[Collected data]
■ ■ ■ ■ ■ ■ ■

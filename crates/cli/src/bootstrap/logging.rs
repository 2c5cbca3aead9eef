use bastion_dns_domain::Config;
use tracing_subscriber::EnvFilter;

/// Install the global tracing subscriber.
///
/// The configured level is the baseline; `RUST_LOG` overrides it when
/// set, so a one-off debug run needs no config edit. Directives that
/// fail to parse fall back to `info`.
pub fn init_logging(config: &Config) {
    let filter = EnvFilter::try_from_default_env().unwrap_or_else(|_| {
        EnvFilter::try_new(&config.logging.level)
            .unwrap_or_else(|_| EnvFilter::new("info"))
    });

    tracing_subscriber::fmt()
        .with_env_filter(filter)
        .compact()
        .init();

    tracing::debug!(level = %config.logging.level, "tracing subscriber installed");
}
//! DNS64 synthesis (RFC 6147): AAAA answers mapped from A answers
//! through a /96 NAT64 prefix, and PTR unmapping on the reverse path.

use bastion_dns_domain::ForwardError;
use hickory_proto::op::Message;
use hickory_proto::rr::rdata::AAAA;
use hickory_proto::rr::{DNSClass, RData, Record};
use std::net::{Ipv4Addr, Ipv6Addr};

/// The well-known NAT64 prefix, 64:ff9b::/96.
pub const WELL_KNOWN_PREFIX: Ipv6Addr = Ipv6Addr::new(0x64, 0xff9b, 0, 0, 0, 0, 0, 0);

/// Cap on the TTL of synthesized AAAA records (RFC 6147 §5.1.7).
pub const MAX_SYNTH_TTL: u32 = 600;

#[derive(Debug, Clone, Copy)]
pub struct Dns64Synthesizer {
    /// Upper 96 bits of the prefix; the low 32 are always zero.
    prefix: u128,
}

impl Dns64Synthesizer {
    pub fn new(prefix: Ipv6Addr) -> Self {
        Self {
            prefix: u128::from(prefix) & !0xffff_ffffu128,
        }
    }

    /// First configured /96, or the well-known prefix when none is given.
    pub fn from_config(prefixes: &[String]) -> Result<Self, ForwardError> {
        match prefixes.first() {
            None => Ok(Self::new(WELL_KNOWN_PREFIX)),
            Some(prefix) => {
                let net: ipnetwork::Ipv6Network = prefix
                    .parse()
                    .map_err(|e| ForwardError::Config(format!("bad DNS64 prefix {prefix:?}: {e}")))?;
                if net.prefix() != 96 {
                    return Err(ForwardError::Config(format!(
                        "DNS64 prefix {prefix:?} is /{}, want /96",
                        net.prefix()
                    )));
                }
                Ok(Self::new(net.ip()))
            }
        }
    }

    /// `prefix || v4`.
    pub fn map(&self, v4: Ipv4Addr) -> Ipv6Addr {
        Ipv6Addr::from(self.prefix | u128::from(u32::from(v4)))
    }

    /// Inverse of [`map`](Self::map) for addresses inside the prefix.
    pub fn unmap(&self, v6: Ipv6Addr) -> Option<Ipv4Addr> {
        let bits = u128::from(v6);
        if bits & !0xffff_ffffu128 != self.prefix {
            return None;
        }
        Some(Ipv4Addr::from(bits as u32))
    }

    pub fn contains(&self, v6: Ipv6Addr) -> bool {
        self.unmap(v6).is_some()
    }

    /// Whether an AAAA answer calls for synthesis: a negative NOERROR
    /// answer with no AAAA records in it.
    pub fn should_synthesize(response: &Message) -> bool {
        use hickory_proto::op::ResponseCode;
        response.response_code() == ResponseCode::NoError
            && !response
                .answers()
                .iter()
                .any(|r| matches!(r.data(), RData::AAAA(_)))
    }

    /// TTL for synthesized records: the SOA TTL of the negative AAAA
    /// answer, capped at [`MAX_SYNTH_TTL`].
    pub fn synthesis_ttl(aaaa_response: &Message) -> u32 {
        let soa_ttl = aaaa_response.name_servers().iter().find_map(|r| {
            if let RData::SOA(soa) = r.data() {
                Some(soa.minimum().min(r.ttl()))
            } else {
                None
            }
        });
        soa_ttl.unwrap_or(MAX_SYNTH_TTL).min(MAX_SYNTH_TTL)
    }

    /// Map the A answers of `a_response` into AAAA records. CNAME links
    /// are preserved so the chain stays intact; all records get `ttl`.
    pub fn synthesize(&self, a_response: &Message, ttl: u32) -> Vec<Record> {
        let mut records = Vec::with_capacity(a_response.answers().len());
        for record in a_response.answers() {
            match record.data() {
                RData::A(a) => {
                    let mapped = self.map(a.0);
                    let mut synth =
                        Record::from_rdata(record.name().clone(), ttl, RData::AAAA(AAAA(mapped)));
                    synth.set_dns_class(DNSClass::IN);
                    records.push(synth);
                }
                RData::CNAME(_) => {
                    let mut cname = record.clone();
                    cname.set_ttl(ttl);
                    records.push(cname);
                }
                _ => {}
            }
        }
        records
    }
}

impl Default for Dns64Synthesizer {
    fn default() -> Self {
        Self::new(WELL_KNOWN_PREFIX)
    }
}
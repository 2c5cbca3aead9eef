use async_trait::async_trait;
use bastion_dns_domain::{FilterResult, FilteringSettings, RecordType};
use std::net::IpAddr;
use std::sync::Arc;

/// The filter engine's view of one request.
#[derive(Debug, Clone)]
pub struct FilterRequest {
    /// Question name, lower-cased, without the trailing dot.
    pub host: Arc<str>,
    pub qtype: RecordType,
    pub client_ip: IpAddr,
    /// Empty when the transport supplied no identifier.
    pub client_id: Arc<str>,
    pub settings: FilteringSettings,
}

/// External rule engine for request- and response-time filtering.
///
/// Filtering never fails: "no decision" is expressed through the
/// `NotFiltered` reason, not an error.
#[async_trait]
pub trait FilterEngine: Send + Sync {
    async fn filter_request(&self, request: &FilterRequest) -> FilterResult;

    /// Re-check the names an upstream answer introduced (CNAME targets
    /// and address-record owners). `None` means the answer stands.
    async fn filter_response(
        &self,
        request: &FilterRequest,
        answer_hosts: &[Arc<str>],
    ) -> Option<FilterResult>;
}
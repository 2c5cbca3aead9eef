//! Reverse-DNS helpers: `.arpa` name parsing and the RFC 6303
//! locally-served network set.

use bastion_dns_application::ports::PrivateNets;
use ipnetwork::IpNetwork;
use std::net::{IpAddr, Ipv4Addr, Ipv6Addr};

const IN_ADDR_SUFFIX: &str = ".in-addr.arpa";
const IP6_SUFFIX: &str = ".ip6.arpa";

/// Parse the address out of a PTR question name.
///
/// Returns `None` for anything that is not a complete `in-addr.arpa` /
/// `ip6.arpa` name; such questions (DNS-SD, SRV-style names) pass through
/// the pipeline untouched.
pub fn unreverse_addr(name: &str) -> Option<IpAddr> {
    let mut name = name.to_ascii_lowercase();
    if name.ends_with('.') {
        name.pop();
    }

    if let Some(prefix) = name.strip_suffix(IN_ADDR_SUFFIX) {
        return unreverse_v4(prefix).map(IpAddr::V4);
    }
    if let Some(prefix) = name.strip_suffix(IP6_SUFFIX) {
        return unreverse_v6(prefix).map(IpAddr::V6);
    }
    None
}

fn unreverse_v4(labels: &str) -> Option<Ipv4Addr> {
    let mut octets = [0u8; 4];
    let mut count = 0;
    for label in labels.split('.') {
        if count == 4 {
            return None;
        }
        // No leading zeros, no empty labels.
        if label.is_empty() || (label.len() > 1 && label.starts_with('0')) {
            return None;
        }
        let octet: u8 = label.parse().ok()?;
        // Labels arrive least-significant first.
        octets[3 - count] = octet;
        count += 1;
    }
    if count != 4 {
        return None;
    }
    Some(Ipv4Addr::from(octets))
}

fn unreverse_v6(labels: &str) -> Option<Ipv6Addr> {
    let mut bytes = [0u8; 16];
    let mut count = 0;
    for label in labels.split('.') {
        if count == 32 || label.len() != 1 {
            return None;
        }
        let nibble = u8::from_str_radix(label, 16).ok()?;
        let byte_index = 15 - count / 2;
        if count % 2 == 0 {
            bytes[byte_index] |= nibble;
        } else {
            bytes[byte_index] |= nibble << 4;
        }
        count += 1;
    }
    if count != 32 {
        return None;
    }
    Some(Ipv6Addr::from(bytes))
}

/// Default locally-served ranges (RFC 6303), consulted for the
/// local-client decision and the private-PTR restriction.
pub struct Rfc6303Nets {
    nets: Vec<IpNetwork>,
}

impl Rfc6303Nets {
    pub fn new() -> Self {
        let nets = [
            "0.0.0.0/8",
            "10.0.0.0/8",
            "127.0.0.0/8",
            "169.254.0.0/16",
            "172.16.0.0/12",
            "192.0.2.0/24",
            "192.168.0.0/16",
            "198.51.100.0/24",
            "203.0.113.0/24",
            "::/128",
            "::1/128",
            "2001:db8::/32",
            "fd00::/8",
            "fe80::/10",
        ]
        .iter()
        .map(|net| net.parse().expect("static CIDR"))
        .collect();

        Self { nets }
    }
}

impl Default for Rfc6303Nets {
    fn default() -> Self {
        Self::new()
    }
}

impl PrivateNets for Rfc6303Nets {
    fn contains(&self, ip: IpAddr) -> bool {
        self.nets.iter().any(|net| net.contains(ip))
    }
}
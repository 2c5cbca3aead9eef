use async_trait::async_trait;
use bastion_dns_domain::RecordType;
use std::net::IpAddr;
use std::sync::Arc;

/// Result of a hosts-file lookup.
#[derive(Debug, Clone, Default)]
pub struct HostsMatch {
    /// Hostname, for address → name (PTR) lookups.
    pub host: Option<Arc<str>>,
    /// Addresses, for name → address lookups.
    pub addresses: Vec<IpAddr>,
}

impl HostsMatch {
    pub fn is_empty(&self) -> bool {
        self.host.is_none() && self.addresses.is_empty()
    }
}

/// Immutable hosts-file snapshot behind a watcher.
///
/// Lookups may touch the snapshot holder, which can suspend briefly while
/// a reload swaps it, hence the async interface.
#[async_trait]
pub trait HostsContainer: Send + Sync {
    /// Match a question (name already lower-cased, no trailing dot)
    /// against the hosts file. PTR questions pass the `.arpa` name.
    async fn match_host(&self, name: &str, qtype: RecordType) -> Option<HostsMatch>;

    async fn resolve_ips(&self, name: &str) -> Vec<IpAddr>;
}
//! Adapter between the pipeline and the external rule engine.
//!
//! The bridge owns only immutable policy (the blocking mode snapshot);
//! the context is passed into pure methods, never stored.

use bastion_dns_application::ports::{FilterEngine, FilterRequest};
use bastion_dns_domain::{BlockingMode, DnsConfig, FilterResult, RecordType};
use hickory_proto::rr::{RData, Record};
use std::net::{Ipv4Addr, Ipv6Addr};
use std::sync::Arc;
use tracing::debug;

use super::context::DnsContext;
use super::message;

/// Blocked-response policy snapshot.
#[derive(Debug, Clone, Copy)]
pub struct BlockingPolicy {
    pub mode: BlockingMode,
    pub custom_v4: Option<Ipv4Addr>,
    pub custom_v6: Option<Ipv6Addr>,
    pub ttl: u32,
}

impl BlockingPolicy {
    pub fn from_config(config: &DnsConfig) -> Self {
        Self {
            mode: config.blocking_mode,
            custom_v4: config.blocking_ipv4,
            custom_v6: config.blocking_ipv6,
            ttl: config.blocked_response_ttl,
        }
    }
}

pub struct FilterBridge {
    engine: Arc<dyn FilterEngine>,
    blocking: BlockingPolicy,
    rewrite_ttl: u32,
}

impl FilterBridge {
    pub fn new(engine: Arc<dyn FilterEngine>, blocking: BlockingPolicy) -> Self {
        Self {
            engine,
            blocking,
            rewrite_ttl: 60,
        }
    }

    fn engine_view(&self, ctx: &DnsContext, host: &str, qtype: RecordType) -> FilterRequest {
        FilterRequest {
            host: Arc::from(host),
            qtype,
            client_ip: ctx.client_ip(),
            client_id: Arc::clone(&ctx.client_id),
            settings: ctx.settings.clone(),
        }
    }

    /// Request-time filtering. May write a response (block, rewrite) or
    /// re-aim the question at a canonical name.
    pub async fn filter_request(&self, ctx: &mut DnsContext) {
        let Some((host, qtype)) = ctx.question() else {
            return;
        };

        let view = self.engine_view(ctx, &host, qtype);
        let result = self.engine.filter_request(&view).await;

        if result.is_filtered() {
            debug!(%host, rule = ?result.rule, "request blocked");
            ctx.response = Some(message::blocked(
                &ctx.request,
                self.blocking.mode,
                self.blocking.custom_v4,
                self.blocking.custom_v6,
                self.blocking.ttl,
            ));
            ctx.filter_result = Some(result);
            return;
        }

        if result.is_cname_only_rewrite() {
            self.apply_cname_rewrite(ctx, &result);
            ctx.filter_result = Some(result);
            return;
        }

        if result.is_rewrite() {
            self.apply_answer_rewrite(ctx, &result, qtype);
            ctx.filter_result = Some(result);
            return;
        }

        ctx.filter_result = Some(result);
    }

    /// Swap the question for the rewrite target, keeping the original
    /// around for the response-side restore.
    fn apply_cname_rewrite(&self, ctx: &mut DnsContext, result: &FilterResult) {
        let Some(target) = result.canonical_name.as_deref() else {
            return;
        };
        let Some(target_name) = message::absolute_name(target) else {
            return;
        };
        let Some(query) = ctx.request.queries().first().cloned() else {
            return;
        };

        debug!(from = %query.name(), to = %target_name, "question rewritten");
        ctx.orig_question = Some(query.clone());

        let mut rewritten = query;
        rewritten.set_name(target_name);
        let queries = ctx.request.take_queries();
        debug_assert_eq!(queries.len(), 1);
        ctx.request.add_query(rewritten);
    }

    /// Synthesize the rewrite answer directly.
    fn apply_answer_rewrite(&self, ctx: &mut DnsContext, result: &FilterResult, qtype: RecordType) {
        let Some(query) = ctx.request.queries().first() else {
            return;
        };
        let owner = query.name().clone();

        let mut answers: Vec<Record> = Vec::new();
        let mut address_owner = owner.clone();

        if let Some(target) = result.canonical_name.as_deref() {
            if let Some(target_name) = message::absolute_name(target) {
                answers.push(message::cname_record(
                    owner.clone(),
                    target_name.clone(),
                    self.rewrite_ttl,
                ));
                address_owner = target_name;
            }
        }

        for ip in &result.addresses {
            let matches_qtype = match qtype {
                RecordType::A => ip.is_ipv4(),
                RecordType::AAAA => ip.is_ipv6(),
                _ => false,
            };
            if matches_qtype {
                answers.push(message::address_record(
                    address_owner.clone(),
                    *ip,
                    self.rewrite_ttl,
                ));
            }
        }

        ctx.response = Some(message::with_answers(&ctx.request, answers));
    }

    /// Response-time filtering over the names the answer introduced.
    pub async fn filter_response(&self, ctx: &mut DnsContext) {
        if !ctx.response_from_upstream {
            return;
        }
        let Some((host, qtype)) = ctx.question() else {
            return;
        };
        let Some(response) = &ctx.response else {
            return;
        };

        let answer_hosts = answer_hosts(response);
        if answer_hosts.is_empty() {
            return;
        }

        let view = self.engine_view(ctx, &host, qtype);
        let Some(result) = self.engine.filter_response(&view, &answer_hosts).await else {
            return;
        };

        if result.is_filtered() {
            debug!(%host, rule = ?result.rule, "response blocked");
            let blocked = message::blocked(
                &ctx.request,
                self.blocking.mode,
                self.blocking.custom_v4,
                self.blocking.custom_v6,
                self.blocking.ttl,
            );
            ctx.replace_response(blocked);
            ctx.filter_result = Some(result);
        }
    }

    /// Undo a question rewrite in the outgoing response: restore the
    /// original question and prepend the CNAME hop.
    pub fn restore_rewrite(&self, ctx: &mut DnsContext) {
        let Some(orig_question) = ctx.orig_question.take() else {
            return;
        };
        let Some(response) = ctx.response.as_mut() else {
            ctx.orig_question = Some(orig_question);
            return;
        };

        let rewritten_name = response
            .queries()
            .first()
            .map(|q| q.name().clone());

        response.take_queries();
        response.add_query(orig_question.clone());

        if let Some(target) = rewritten_name {
            if target != *orig_question.name() {
                let hop = message::cname_record(
                    orig_question.name().clone(),
                    target,
                    self.rewrite_ttl,
                );
                let answers = response.take_answers();
                response.add_answer(hop);
                for answer in answers {
                    response.add_answer(answer);
                }
            }
        }

        // The request carries the rewritten question; put the original
        // back for telemetry.
        ctx.request.take_queries();
        ctx.request.add_query(orig_question);
    }
}

/// Names an answer introduces: CNAME targets plus address-record owners.
fn answer_hosts(response: &hickory_proto::op::Message) -> Vec<Arc<str>> {
    let mut hosts = Vec::new();
    for record in response.answers() {
        match record.data() {
            RData::CNAME(cname) => {
                hosts.push(normalized(&cname.0.to_ascii()));
                hosts.push(normalized(&record.name().to_ascii()));
            }
            RData::A(_) | RData::AAAA(_) => {
                hosts.push(normalized(&record.name().to_ascii()));
            }
            _ => {}
        }
    }
    hosts.dedup();
    hosts
}

fn normalized(name: &str) -> Arc<str> {
    let mut name = name.to_ascii_lowercase();
    if name.ends_with('.') {
        name.pop();
    }
    Arc::from(name.as_str())
}
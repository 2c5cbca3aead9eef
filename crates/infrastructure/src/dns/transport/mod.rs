pub mod udp;

pub use udp::UdpUpstream;
use anyhow::Context;
use bastion_dns_domain::Config;
use std::path::Path;
use tracing::warn;

/// Load the TOML config, falling back to defaults when no file is given
/// or the default path does not exist.
pub fn load_config(path: Option<&Path>) -> anyhow::Result<Config> {
    let path = match path {
        Some(path) => path.to_path_buf(),
        None => {
            let default = Path::new("bastion-dns.toml");
            if !default.exists() {
                warn!("no configuration file, using defaults");
                return Ok(Config::default());
            }
            default.to_path_buf()
        }
    };

    let contents = std::fs::read_to_string(&path)
        .with_context(|| format!("reading {}", path.display()))?;
    let config = Config::from_toml(&contents)
        .with_context(|| format!("parsing {}", path.display()))?;
    Ok(config)
}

■ ■ ■ ■ ■ ■ ■

Work required
How many of the lines above include the string "locally"? Give only the number.

Task output
2